● **Data for processing**:
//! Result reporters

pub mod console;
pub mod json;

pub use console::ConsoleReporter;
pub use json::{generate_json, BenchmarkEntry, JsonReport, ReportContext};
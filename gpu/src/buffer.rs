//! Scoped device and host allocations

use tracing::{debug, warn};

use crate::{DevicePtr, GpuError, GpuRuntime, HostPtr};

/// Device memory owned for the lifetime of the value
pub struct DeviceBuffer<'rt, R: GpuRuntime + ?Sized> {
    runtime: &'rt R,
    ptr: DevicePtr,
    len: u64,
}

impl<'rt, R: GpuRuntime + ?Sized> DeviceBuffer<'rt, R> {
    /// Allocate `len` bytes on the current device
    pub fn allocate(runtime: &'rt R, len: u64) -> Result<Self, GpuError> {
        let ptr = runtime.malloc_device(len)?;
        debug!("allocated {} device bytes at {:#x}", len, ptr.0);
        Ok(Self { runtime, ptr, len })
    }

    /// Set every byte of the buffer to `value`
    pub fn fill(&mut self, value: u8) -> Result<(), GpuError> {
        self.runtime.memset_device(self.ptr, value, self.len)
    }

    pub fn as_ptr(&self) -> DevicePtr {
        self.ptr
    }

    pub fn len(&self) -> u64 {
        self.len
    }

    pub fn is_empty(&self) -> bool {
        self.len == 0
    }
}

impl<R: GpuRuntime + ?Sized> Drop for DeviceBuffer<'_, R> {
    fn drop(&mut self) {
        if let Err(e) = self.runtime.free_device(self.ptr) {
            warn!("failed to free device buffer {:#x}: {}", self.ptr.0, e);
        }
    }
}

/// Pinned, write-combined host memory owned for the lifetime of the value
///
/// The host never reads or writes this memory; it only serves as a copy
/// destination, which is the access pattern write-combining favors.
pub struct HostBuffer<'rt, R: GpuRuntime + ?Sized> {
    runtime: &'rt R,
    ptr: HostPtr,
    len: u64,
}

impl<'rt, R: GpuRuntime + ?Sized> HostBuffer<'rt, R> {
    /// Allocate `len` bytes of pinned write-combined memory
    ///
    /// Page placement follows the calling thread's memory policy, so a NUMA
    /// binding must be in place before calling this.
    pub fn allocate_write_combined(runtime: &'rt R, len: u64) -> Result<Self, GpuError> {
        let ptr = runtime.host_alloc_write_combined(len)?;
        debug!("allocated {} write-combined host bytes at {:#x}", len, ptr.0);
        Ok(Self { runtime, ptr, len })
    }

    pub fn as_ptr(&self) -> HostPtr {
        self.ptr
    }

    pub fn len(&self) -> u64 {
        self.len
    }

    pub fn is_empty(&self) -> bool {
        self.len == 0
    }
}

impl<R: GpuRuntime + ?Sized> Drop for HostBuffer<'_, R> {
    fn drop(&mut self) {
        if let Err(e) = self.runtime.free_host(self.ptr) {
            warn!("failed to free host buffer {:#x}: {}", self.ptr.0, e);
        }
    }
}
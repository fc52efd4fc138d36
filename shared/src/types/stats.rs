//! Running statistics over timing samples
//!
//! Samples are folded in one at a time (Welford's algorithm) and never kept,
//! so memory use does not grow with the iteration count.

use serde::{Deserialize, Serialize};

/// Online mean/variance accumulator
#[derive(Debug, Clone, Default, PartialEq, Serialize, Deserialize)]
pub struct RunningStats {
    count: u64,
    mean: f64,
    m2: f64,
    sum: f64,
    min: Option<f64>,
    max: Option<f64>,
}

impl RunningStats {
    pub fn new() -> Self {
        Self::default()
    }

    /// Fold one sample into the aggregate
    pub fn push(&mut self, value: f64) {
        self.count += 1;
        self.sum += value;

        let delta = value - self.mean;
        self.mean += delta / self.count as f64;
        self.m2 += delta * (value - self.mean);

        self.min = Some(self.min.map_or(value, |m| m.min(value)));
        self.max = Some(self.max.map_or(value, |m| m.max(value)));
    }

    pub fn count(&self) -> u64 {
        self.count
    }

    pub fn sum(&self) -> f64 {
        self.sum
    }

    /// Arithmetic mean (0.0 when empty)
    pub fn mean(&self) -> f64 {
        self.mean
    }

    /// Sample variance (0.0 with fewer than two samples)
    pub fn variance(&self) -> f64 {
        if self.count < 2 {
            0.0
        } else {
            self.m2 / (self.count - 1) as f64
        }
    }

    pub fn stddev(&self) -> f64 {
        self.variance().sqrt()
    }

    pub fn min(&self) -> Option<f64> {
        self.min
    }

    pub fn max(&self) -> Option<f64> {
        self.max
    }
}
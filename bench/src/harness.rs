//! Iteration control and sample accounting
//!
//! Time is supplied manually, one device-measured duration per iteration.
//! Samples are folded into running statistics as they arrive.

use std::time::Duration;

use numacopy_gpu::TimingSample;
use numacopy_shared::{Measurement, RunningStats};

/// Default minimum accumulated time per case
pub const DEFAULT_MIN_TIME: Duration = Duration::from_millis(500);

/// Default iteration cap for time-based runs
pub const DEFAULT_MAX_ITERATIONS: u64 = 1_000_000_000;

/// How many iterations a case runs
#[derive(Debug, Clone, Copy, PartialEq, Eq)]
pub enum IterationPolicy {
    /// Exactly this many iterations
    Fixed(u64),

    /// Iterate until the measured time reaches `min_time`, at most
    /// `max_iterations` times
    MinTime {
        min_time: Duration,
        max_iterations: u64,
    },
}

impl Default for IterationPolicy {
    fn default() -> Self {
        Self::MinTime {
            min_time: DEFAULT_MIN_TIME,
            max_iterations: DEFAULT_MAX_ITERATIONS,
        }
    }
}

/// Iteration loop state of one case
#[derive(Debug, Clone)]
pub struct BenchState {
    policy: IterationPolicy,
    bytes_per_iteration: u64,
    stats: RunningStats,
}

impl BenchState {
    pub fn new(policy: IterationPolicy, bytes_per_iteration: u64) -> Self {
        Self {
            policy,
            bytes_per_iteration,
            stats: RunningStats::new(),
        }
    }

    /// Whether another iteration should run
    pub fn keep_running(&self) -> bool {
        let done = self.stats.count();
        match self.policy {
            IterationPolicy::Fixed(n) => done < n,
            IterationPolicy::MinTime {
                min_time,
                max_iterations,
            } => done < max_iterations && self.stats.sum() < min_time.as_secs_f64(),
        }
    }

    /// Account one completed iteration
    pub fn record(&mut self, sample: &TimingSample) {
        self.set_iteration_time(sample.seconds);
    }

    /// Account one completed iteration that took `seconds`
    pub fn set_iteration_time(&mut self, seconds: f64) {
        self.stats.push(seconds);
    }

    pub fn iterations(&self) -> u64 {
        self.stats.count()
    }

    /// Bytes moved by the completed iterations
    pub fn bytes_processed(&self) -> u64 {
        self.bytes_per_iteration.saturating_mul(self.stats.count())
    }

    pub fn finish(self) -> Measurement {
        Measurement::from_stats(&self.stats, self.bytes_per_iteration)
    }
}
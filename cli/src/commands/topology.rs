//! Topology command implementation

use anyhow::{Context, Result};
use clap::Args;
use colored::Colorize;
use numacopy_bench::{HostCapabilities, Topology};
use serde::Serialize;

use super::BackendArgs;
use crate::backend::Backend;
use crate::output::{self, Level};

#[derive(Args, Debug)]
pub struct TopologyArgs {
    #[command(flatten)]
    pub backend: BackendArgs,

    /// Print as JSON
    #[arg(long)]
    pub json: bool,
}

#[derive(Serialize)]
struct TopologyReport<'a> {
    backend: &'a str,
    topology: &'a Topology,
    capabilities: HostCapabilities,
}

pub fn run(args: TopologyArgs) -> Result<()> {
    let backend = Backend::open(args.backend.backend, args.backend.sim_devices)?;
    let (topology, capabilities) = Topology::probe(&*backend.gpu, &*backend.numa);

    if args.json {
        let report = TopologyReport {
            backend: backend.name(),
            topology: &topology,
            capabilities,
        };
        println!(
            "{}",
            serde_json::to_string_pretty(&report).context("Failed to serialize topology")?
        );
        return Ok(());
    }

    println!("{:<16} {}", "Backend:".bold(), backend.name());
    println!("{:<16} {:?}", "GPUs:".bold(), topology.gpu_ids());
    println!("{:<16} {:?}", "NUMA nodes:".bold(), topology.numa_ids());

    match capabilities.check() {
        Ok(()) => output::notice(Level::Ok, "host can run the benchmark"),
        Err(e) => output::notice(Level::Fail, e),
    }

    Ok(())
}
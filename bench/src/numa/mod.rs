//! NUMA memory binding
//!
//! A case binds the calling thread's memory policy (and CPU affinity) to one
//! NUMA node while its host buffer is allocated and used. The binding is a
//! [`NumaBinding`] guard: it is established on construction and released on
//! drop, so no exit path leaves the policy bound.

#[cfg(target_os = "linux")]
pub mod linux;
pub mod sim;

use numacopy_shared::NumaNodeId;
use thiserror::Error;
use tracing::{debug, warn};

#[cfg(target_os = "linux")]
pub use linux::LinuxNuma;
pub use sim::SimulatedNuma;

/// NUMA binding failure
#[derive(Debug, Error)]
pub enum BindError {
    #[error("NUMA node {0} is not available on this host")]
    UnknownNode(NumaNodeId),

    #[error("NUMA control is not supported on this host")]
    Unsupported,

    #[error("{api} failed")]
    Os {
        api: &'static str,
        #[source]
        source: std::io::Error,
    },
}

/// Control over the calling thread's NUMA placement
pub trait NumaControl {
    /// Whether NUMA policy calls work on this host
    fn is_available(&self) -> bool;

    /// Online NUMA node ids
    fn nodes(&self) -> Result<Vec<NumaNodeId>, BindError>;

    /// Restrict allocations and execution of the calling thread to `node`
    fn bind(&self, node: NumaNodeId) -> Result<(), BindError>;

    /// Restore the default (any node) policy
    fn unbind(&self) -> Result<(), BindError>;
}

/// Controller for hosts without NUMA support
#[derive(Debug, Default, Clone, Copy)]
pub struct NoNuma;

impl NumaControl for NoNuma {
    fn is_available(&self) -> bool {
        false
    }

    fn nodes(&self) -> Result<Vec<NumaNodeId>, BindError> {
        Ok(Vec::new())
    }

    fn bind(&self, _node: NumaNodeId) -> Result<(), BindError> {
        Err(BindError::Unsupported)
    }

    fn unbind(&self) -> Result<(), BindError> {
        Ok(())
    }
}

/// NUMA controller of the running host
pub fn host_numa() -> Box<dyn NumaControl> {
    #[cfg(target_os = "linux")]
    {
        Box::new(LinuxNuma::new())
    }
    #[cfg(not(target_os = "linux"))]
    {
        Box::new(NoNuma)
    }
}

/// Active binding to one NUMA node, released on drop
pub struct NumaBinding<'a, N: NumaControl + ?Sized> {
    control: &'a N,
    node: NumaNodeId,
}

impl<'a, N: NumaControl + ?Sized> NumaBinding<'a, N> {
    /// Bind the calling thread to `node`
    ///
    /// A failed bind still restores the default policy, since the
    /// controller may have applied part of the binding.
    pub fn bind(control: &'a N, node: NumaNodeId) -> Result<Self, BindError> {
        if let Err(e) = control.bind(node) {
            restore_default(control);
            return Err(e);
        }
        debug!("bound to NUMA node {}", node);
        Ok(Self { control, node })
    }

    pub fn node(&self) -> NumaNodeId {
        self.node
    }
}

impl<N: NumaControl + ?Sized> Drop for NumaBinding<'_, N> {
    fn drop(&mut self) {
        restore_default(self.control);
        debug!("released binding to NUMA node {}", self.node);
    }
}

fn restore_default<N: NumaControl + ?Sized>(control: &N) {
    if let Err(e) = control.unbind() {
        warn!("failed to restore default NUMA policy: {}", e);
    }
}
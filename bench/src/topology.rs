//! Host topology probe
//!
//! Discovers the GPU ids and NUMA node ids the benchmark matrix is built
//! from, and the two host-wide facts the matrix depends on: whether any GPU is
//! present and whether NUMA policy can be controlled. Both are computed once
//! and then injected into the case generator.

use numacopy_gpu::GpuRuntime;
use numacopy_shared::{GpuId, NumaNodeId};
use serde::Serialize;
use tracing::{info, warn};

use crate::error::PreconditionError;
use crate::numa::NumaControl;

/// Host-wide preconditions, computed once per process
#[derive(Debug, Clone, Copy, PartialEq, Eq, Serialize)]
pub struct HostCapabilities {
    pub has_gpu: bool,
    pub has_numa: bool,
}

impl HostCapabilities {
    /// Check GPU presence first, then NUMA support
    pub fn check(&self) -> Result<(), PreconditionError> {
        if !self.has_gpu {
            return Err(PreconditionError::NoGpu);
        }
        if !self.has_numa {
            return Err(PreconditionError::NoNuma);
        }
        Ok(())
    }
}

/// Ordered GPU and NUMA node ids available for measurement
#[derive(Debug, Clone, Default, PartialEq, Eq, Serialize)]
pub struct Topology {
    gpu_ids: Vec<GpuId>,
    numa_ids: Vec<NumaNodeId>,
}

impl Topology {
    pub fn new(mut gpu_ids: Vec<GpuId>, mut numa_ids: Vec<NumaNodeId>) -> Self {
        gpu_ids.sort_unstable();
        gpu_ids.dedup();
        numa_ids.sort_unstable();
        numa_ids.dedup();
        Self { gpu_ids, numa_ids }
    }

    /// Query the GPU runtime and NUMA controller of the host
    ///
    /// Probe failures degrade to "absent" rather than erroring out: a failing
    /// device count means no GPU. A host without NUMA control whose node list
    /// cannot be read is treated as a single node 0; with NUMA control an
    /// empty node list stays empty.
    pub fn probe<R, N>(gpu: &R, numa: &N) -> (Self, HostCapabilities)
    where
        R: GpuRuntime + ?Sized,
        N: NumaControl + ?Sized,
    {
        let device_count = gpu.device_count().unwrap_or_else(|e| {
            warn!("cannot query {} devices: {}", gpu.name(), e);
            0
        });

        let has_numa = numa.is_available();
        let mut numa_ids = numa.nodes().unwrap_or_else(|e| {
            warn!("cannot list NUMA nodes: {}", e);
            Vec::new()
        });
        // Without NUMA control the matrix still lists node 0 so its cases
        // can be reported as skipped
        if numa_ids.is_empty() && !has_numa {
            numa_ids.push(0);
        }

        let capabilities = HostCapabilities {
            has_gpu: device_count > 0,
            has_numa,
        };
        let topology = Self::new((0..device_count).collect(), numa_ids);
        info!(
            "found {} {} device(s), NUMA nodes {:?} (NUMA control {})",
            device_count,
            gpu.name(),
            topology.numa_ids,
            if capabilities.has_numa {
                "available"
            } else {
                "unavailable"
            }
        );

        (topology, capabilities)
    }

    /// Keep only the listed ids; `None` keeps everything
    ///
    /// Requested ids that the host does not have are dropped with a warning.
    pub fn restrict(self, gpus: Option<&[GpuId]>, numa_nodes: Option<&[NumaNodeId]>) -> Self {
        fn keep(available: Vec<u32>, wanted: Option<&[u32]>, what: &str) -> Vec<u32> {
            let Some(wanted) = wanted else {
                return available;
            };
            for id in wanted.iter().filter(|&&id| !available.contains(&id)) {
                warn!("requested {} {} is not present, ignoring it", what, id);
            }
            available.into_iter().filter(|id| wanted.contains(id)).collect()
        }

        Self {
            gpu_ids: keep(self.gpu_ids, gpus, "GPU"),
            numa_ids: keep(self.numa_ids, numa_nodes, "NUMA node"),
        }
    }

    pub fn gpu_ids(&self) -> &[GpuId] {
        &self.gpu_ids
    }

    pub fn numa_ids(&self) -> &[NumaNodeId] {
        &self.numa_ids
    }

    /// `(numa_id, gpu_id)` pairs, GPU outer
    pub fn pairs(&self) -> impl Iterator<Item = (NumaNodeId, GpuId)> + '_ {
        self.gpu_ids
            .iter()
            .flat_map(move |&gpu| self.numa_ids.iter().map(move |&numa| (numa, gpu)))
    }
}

● **Task objective**:
Where a line of the records has the string "still", copy that line.

● **Task output**:
    /// A failed bind still restores the default policy, since the
        // Without NUMA control the matrix still lists node 0 so its cases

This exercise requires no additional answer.